Congratulations, you just got your first seed round covered… or do you? Getting the first “yes” is an amazing feeling, but it’s still a long way until the money is in the bank. And in that way stands the due diligence, especially technical, financial and commercial due diligence.

Commercial due diligence covers 3 main points:

  • your TAM (total addressable market) and assumptions behind the TAM. This is about how big you can be and how fast you can get there. Investors love to dream, and they don’t want to waste time (and money) on the small fry — they’re all looking for a 10X return, or even the occasional unicorn, to compensate for all the failed investments. So, yes, they want you to have a big TAM, but a real one, not some fancy number. Same for your potential market share. Oh, and they want the detailed assumptions behind those forecasts: how many customers acquired, retained, how much average revenue per customer, how often, etc… Most investors have mandates, or at least preferences, so they’d already have a benchmark in mind to judge how realistic your TAM is, so don’t fudge it or they won’t read any further.

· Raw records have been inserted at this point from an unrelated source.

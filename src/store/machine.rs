use std::fs;
use std::path::{Path, PathBuf};

use tracing::info;

use crate::changes::ChangeSet;
use crate::error::{KeybankError, Result};
use crate::git::GitRepo;
use crate::identity::Ownership;
use crate::manifest::{Manifest, ManifestShape, Scope, COMMON_SCOPE};
use crate::status::VerificationStatus;

use super::synchronized::SynchronizedStore;
use super::tree::MANIFEST_FILE;
use super::{
    commit_repository, create_root, init_repository, mark_uncommitted, verify_repository, Store,
    StoreContext, StoreKind, StoreRequest,
};

const INITIAL_MANIFEST: &str = "{\n    \"_common\": {\n        \"files\": []\n    }\n}\n";

/// Files shared by every machine (`_common`) plus per-machine scopes.
///
/// Each scope is a [`SynchronizedStore`] rooted at `<root>/<scope>/` with its
/// own lock file; the single repository lives at `<root>`.
pub struct MachineSynchronizedStore {
    root: PathBuf,
    repo: GitRepo,
    ctx: StoreContext,
}

impl MachineSynchronizedStore {
    pub fn initialize(root: &Path, ctx: StoreContext) -> Result<Self> {
        create_root(root)?;
        fs::write(root.join(MANIFEST_FILE), INITIAL_MANIFEST)?;
        let store = Self {
            root: root.to_path_buf(),
            repo: init_repository(root, &ctx)?,
            ctx,
        };
        Ok(store)
    }

    pub fn open(root: &Path, ctx: StoreContext) -> Result<Self> {
        if !root.join(MANIFEST_FILE).is_file() {
            return Err(KeybankError::NotInitialized(root.to_path_buf()));
        }
        Ok(Self {
            root: root.to_path_buf(),
            repo: GitRepo::open(root, ctx.runner.clone())?,
            ctx,
        })
    }

    pub fn manifest(&self) -> Result<Manifest> {
        let manifest = Manifest::load(&self.root.join(MANIFEST_FILE))?;
        if manifest.shape() != ManifestShape::Scoped {
            return Err(KeybankError::Configuration(format!(
                "{} must map scope names to file lists",
                self.root.join(MANIFEST_FILE).display()
            )));
        }
        Ok(manifest)
    }

    /// The sub-store holding `scope`.
    pub fn scope_store(&self, scope: &Scope) -> SynchronizedStore {
        SynchronizedStore::for_scope(&self.root.join(&scope.name), scope.clone(), self.ctx.clone())
    }

    /// Scopes a backup or restore acts on, with every precondition checked:
    /// the machine exists and every scope owner resolves.
    fn plan<'m>(&self, manifest: &'m Manifest, request: &StoreRequest) -> Result<Vec<&'m Scope>> {
        let scopes = manifest.scopes_for(request.machine.as_deref())?;
        for scope in &scopes {
            Ownership::resolve(
                self.ctx.identity.as_ref(),
                scope.user.as_deref(),
                scope.group.as_deref(),
            )?;
        }
        Ok(scopes)
    }
}

impl Store for MachineSynchronizedStore {
    fn kind(&self) -> StoreKind {
        StoreKind::MachineSynchronized
    }

    fn root(&self) -> &Path {
        &self.root
    }

    fn commit(&self, message: &str, dry_run: bool) -> Result<ChangeSet> {
        let manifest = self.manifest()?;
        let mut changes = ChangeSet::default();
        for scope in manifest.scopes() {
            if !self.root.join(&scope.name).is_dir() {
                continue;
            }
            let scoped = self.scope_store(scope).commit(message, dry_run)?;
            changes.extend_prefixed(&format!("/{}", scope.name), scoped);
        }
        if !dry_run {
            commit_repository(&self.repo, self.ctx.identity.as_ref(), message)?;
        }
        Ok(changes)
    }

    fn backup(&self, request: &StoreRequest) -> Result<()> {
        let manifest = self.manifest()?;
        let scopes = self.plan(&manifest, request)?;

        for scope in &scopes {
            self.scope_store(scope)
                .tree()
                .select(&scope.entries, scope.directory(&request.directory))?;
        }
        for scope in scopes {
            info!("backing up scope {}", scope.name);
            self.scope_store(scope).backup(request)?;
        }
        Ok(())
    }

    fn restore(&self, request: &StoreRequest) -> Result<()> {
        let manifest = self.manifest()?;
        for scope in self.plan(&manifest, request)? {
            info!("restoring scope {}", scope.name);
            self.scope_store(scope).restore(request)?;
        }
        Ok(())
    }

    fn verify(&self) -> Result<VerificationStatus> {
        let manifest = self.manifest()?;
        let mut status = VerificationStatus::new();
        let healthy = verify_repository(&self.repo, &mut status)?;

        for scope in manifest.scopes() {
            if scope.name != COMMON_SCOPE && !self.root.join(&scope.name).exists() {
                info!("scope {} has never been backed up here", scope.name);
                continue;
            }
            let scoped = self.scope_store(scope).verify()?;
            status.merge_prefixed(&format!("/{}", scope.name), scoped);
        }

        if healthy {
            mark_uncommitted(&self.repo, &mut status)?;
        }
        Ok(status)
    }
}
use std::path::Path;

use tracing::info;

use crate::changes::ChangeSet;
use crate::error::Result;
use crate::git::GitRepo;
use crate::status::VerificationStatus;

use super::tree::{LockedTree, GIT_DIR, LOCK_FILE};
use super::{
    commit_repository, create_root, init_repository, mark_uncommitted, verify_repository, Store,
    StoreContext, StoreKind, StoreRequest,
};

/// Files the operator places by hand, locked and committed as they are.
pub struct ArchivalStore {
    tree: LockedTree,
    repo: GitRepo,
    ctx: StoreContext,
}

impl ArchivalStore {
    pub fn initialize(root: &Path, ctx: StoreContext) -> Result<Self> {
        create_root(root)?;
        let tree = LockedTree::with_excludes(root, &[GIT_DIR, LOCK_FILE]);
        tree.commit(false)?;
        let repo = init_repository(root, &ctx)?;
        Ok(Self { tree, repo, ctx })
    }

    pub fn open(root: &Path, ctx: StoreContext) -> Result<Self> {
        let repo = GitRepo::open(root, ctx.runner.clone())?;
        Ok(Self {
            tree: LockedTree::with_excludes(root, &[GIT_DIR, LOCK_FILE]),
            repo,
            ctx,
        })
    }
}

impl Store for ArchivalStore {
    fn kind(&self) -> StoreKind {
        StoreKind::Archival
    }

    fn root(&self) -> &Path {
        self.tree.root()
    }

    fn commit(&self, message: &str, dry_run: bool) -> Result<ChangeSet> {
        let changes = self.tree.commit(dry_run)?;
        if !dry_run {
            commit_repository(&self.repo, self.ctx.identity.as_ref(), message)?;
        }
        Ok(changes)
    }

    fn backup(&self, _request: &StoreRequest) -> Result<()> {
        info!(
            "archival store has no backup defined, place files in {} and commit",
            self.root().display()
        );
        Ok(())
    }

    fn restore(&self, _request: &StoreRequest) -> Result<()> {
        info!(
            "archival store has no restore defined, copy files from {} by hand",
            self.root().display()
        );
        Ok(())
    }

    fn verify(&self) -> Result<VerificationStatus> {
        let mut status = VerificationStatus::new();
        let healthy = verify_repository(&self.repo, &mut status)?;
        self.tree.verify_into(&mut status)?;
        if healthy {
            mark_uncommitted(&self.repo, &mut status)?;
        }
        Ok(status)
    }
}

You should prepare most of it early on, and ideally test and validate your commercial proof of concept: that’ll give you a lot of credibility and help differentiate you from the crowd. It will also speed up the DD process and help get the money in the bank faster. Lastly, but -importantly- it will show YOU whether your current business has a path to profit or whether you should pivot, saving precious time and money in the process: what’s not to like?!